* **Required action**:
Could every entry be set down once more, exactly as given?

* **Data records**:

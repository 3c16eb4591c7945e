//! Single-file JSON record store.
//!
//! Layout: one document `{ "header": {...}, "records": [...] }`. The file is
//! rewritten atomically after every write, so a crash never leaves a
//! half-written store behind.

use std::fs;
use std::io::Write;
use std::path::{Path, PathBuf};
use std::sync::Mutex;

use async_trait::async_trait;
use chrono::Utc;
use serde::{Deserialize, Serialize};
use tempfile::NamedTempFile;
use tracing::debug;

use crate::error::StorageError;
use crate::schema::{
    HeaderUpdate, KnownRecord, RecordId, RecordPatch, StoreHeader, TestProperties,
};
use crate::storage_traits::{StorageResult, TestStore};

#[derive(Debug, Default, Serialize, Deserialize)]
struct StoreFile {
    #[serde(default)]
    header: StoreHeader,
    #[serde(default)]
    records: Vec<KnownRecord>,
}

/// File-backed test store. A missing file is an empty store.
pub struct JsonFileStore {
    path: PathBuf,
    state: Mutex<StoreFile>,
}

impl JsonFileStore {
    /// Open the store at `path`, creating parent directories if needed.
    pub fn open(path: impl AsRef<Path>) -> StorageResult<Self> {
        let path = path.as_ref().to_path_buf();
        if let Some(parent) = path.parent().filter(|p| !p.as_os_str().is_empty()) {
            fs::create_dir_all(parent)?;
        }

        let state = match fs::read(&path) {
            Ok(bytes) => serde_json::from_slice(&bytes)?,
            Err(e) if e.kind() == std::io::ErrorKind::NotFound => StoreFile::default(),
            Err(e) => return Err(StorageError::Io(e)),
        };
        debug!(path = %path.display(), records = state.records.len(), "Opened JSON store");

        Ok(Self {
            path,
            state: Mutex::new(state),
        })
    }

    pub fn path(&self) -> &Path {
        &self.path
    }

    fn persist(&self, state: &StoreFile) -> StorageResult<()> {
        let dir = self
            .path
            .parent()
            .filter(|p| !p.as_os_str().is_empty())
            .unwrap_or_else(|| Path::new("."));

        // Atomic write: temp file in the same directory, then rename.
        let mut tmp = NamedTempFile::new_in(dir)?;
        tmp.write_all(&serde_json::to_vec_pretty(state)?)?;
        tmp.persist(&self.path).map_err(|e| e.error)?;
        Ok(())
    }
}

#[async_trait]
impl TestStore for JsonFileStore {
    async fn query(&self, namespace: &str) -> StorageResult<Vec<KnownRecord>> {
        let state = self.state.lock().unwrap();
        Ok(state
            .records
            .iter()
            .filter(|r| r.properties.project == namespace)
            .cloned()
            .collect())
    }

    async fn create(&self, props: &TestProperties) -> StorageResult<KnownRecord> {
        let id = RecordId::new();
        let record = KnownRecord {
            url: format!("file://{}#{}", self.path.display(), id),
            id,
            properties: props.clone(),
            priority: None,
            assigned: Vec::new(),
            last_edited: Utc::now(),
        };
        let mut state = self.state.lock().unwrap();
        state.records.push(record.clone());
        self.persist(&state)?;
        Ok(record)
    }

    async fn update(&self, id: &RecordId, patch: &RecordPatch) -> StorageResult<()> {
        let mut state = self.state.lock().unwrap();
        let record = state
            .records
            .iter_mut()
            .find(|r| &r.id == id)
            .ok_or_else(|| StorageError::RecordNotFound { id: id.0.clone() })?;
        patch.apply(&mut record.properties);
        record.last_edited = Utc::now();
        self.persist(&state)
    }

    async fn tracked(&self) -> StorageResult<Vec<KnownRecord>> {
        let state = self.state.lock().unwrap();
        Ok(state
            .records
            .iter()
            .filter(|r| !r.properties.archived && r.properties.active)
            .cloned()
            .collect())
    }

    async fn header(&self) -> StorageResult<StoreHeader> {
        Ok(self.state.lock().unwrap().header.clone())
    }

    async fn update_header(&self, update: &HeaderUpdate) -> StorageResult<()> {
        let mut state = self.state.lock().unwrap();
        update.apply(&mut state.header);
        self.persist(&state)
    }
}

* **Answer for the task**:
repository 3c16eb4591c7945e
//! Single-file JSON record store.
//!
//! Layout: one document `{ "header": {...}, "records": [...] }`. The file is
//! rewritten atomically after every write, so a crash never leaves a
//! half-written store behind.

use std::fs;
use std::io::Write;
use std::path::{Path, PathBuf};
use std::sync::Mutex;

use async_trait::async_trait;
use chrono::Utc;
use serde::{Deserialize, Serialize};
use tempfile::NamedTempFile;
use tracing::debug;

use crate::error::StorageError;
use crate::schema::{
    HeaderUpdate, KnownRecord, RecordId, RecordPatch, StoreHeader, TestProperties,
};
use crate::storage_traits::{StorageResult, TestStore};

#[derive(Debug, Default, Serialize, Deserialize)]
struct StoreFile {
    #[serde(default)]
    header: StoreHeader,
    #[serde(default)]
    records: Vec<KnownRecord>,
}

/// File-backed test store. A missing file is an empty store.
pub struct JsonFileStore {
    path: PathBuf,
    state: Mutex<StoreFile>,
}

impl JsonFileStore {
    /// Open the store at `path`, creating parent directories if needed.
    pub fn open(path: impl AsRef<Path>) -> StorageResult<Self> {
        let path = path.as_ref().to_path_buf();
        if let Some(parent) = path.parent().filter(|p| !p.as_os_str().is_empty()) {
            fs::create_dir_all(parent)?;
        }

        let state = match fs::read(&path) {
            Ok(bytes) => serde_json::from_slice(&bytes)?,
            Err(e) if e.kind() == std::io::ErrorKind::NotFound => StoreFile::default(),
            Err(e) => return Err(StorageError::Io(e)),
        };
        debug!(path = %path.display(), records = state.records.len(), "Opened JSON store");

        Ok(Self {
            path,
            state: Mutex::new(state),
        })
    }

    pub fn path(&self) -> &Path {
        &self.path
    }

    fn persist(&self, state: &StoreFile) -> StorageResult<()> {
        let dir = self
            .path
            .parent()
            .filter(|p| !p.as_os_str().is_empty())
            .unwrap_or_else(|| Path::new("."));

        // Atomic write: temp file in the same directory, then rename.
        let mut tmp = NamedTempFile::new_in(dir)?;
        tmp.write_all(&serde_json::to_vec_pretty(state)?)?;
        tmp.persist(&self.path).map_err(|e| e.error)?;
        Ok(())
    }
}

#[async_trait]
impl TestStore for JsonFileStore {
    async fn query(&self, namespace: &str) -> StorageResult<Vec<KnownRecord>> {
        let state = self.state.lock().unwrap();
        Ok(state
            .records
            .iter()
            .filter(|r| r.properties.project == namespace)
            .cloned()
            .collect())
    }

    async fn create(&self, props: &TestProperties) -> StorageResult<KnownRecord> {
        let id = RecordId::new();
        let record = KnownRecord {
            url: format!("file://{}#{}", self.path.display(), id),
            id,
            properties: props.clone(),
            priority: None,
            assigned: Vec::new(),
            last_edited: Utc::now(),
        };
        let mut state = self.state.lock().unwrap();
        state.records.push(record.clone());
        self.persist(&state)?;
        Ok(record)
    }

    async fn update(&self, id: &RecordId, patch: &RecordPatch) -> StorageResult<()> {
        let mut state = self.state.lock().unwrap();
        let record = state
            .records
            .iter_mut()
            .find(|r| &r.id == id)
            .ok_or_else(|| StorageError::RecordNotFound { id: id.0.clone() })?;
        patch.apply(&mut record.properties);
        record.last_edited = Utc::now();
        self.persist(&state)
    }

    async fn tracked(&self) -> StorageResult<Vec<KnownRecord>> {
        let state = self.state.lock().unwrap();
        Ok(state
            .records
            .iter()
            .filter(|r| !r.properties.archived && r.properties.active)
            .cloned()
            .collect())
    }

    async fn header(&self) -> StorageResult<StoreHeader> {
        Ok(self.state.lock().unwrap().header.clone())
    }

    async fn update_header(&self, update: &HeaderUpdate) -> StorageResult<()> {
        let mut state = self.state.lock().unwrap();
        update.apply(&mut state.header);
        self.persist(&state)
    }
}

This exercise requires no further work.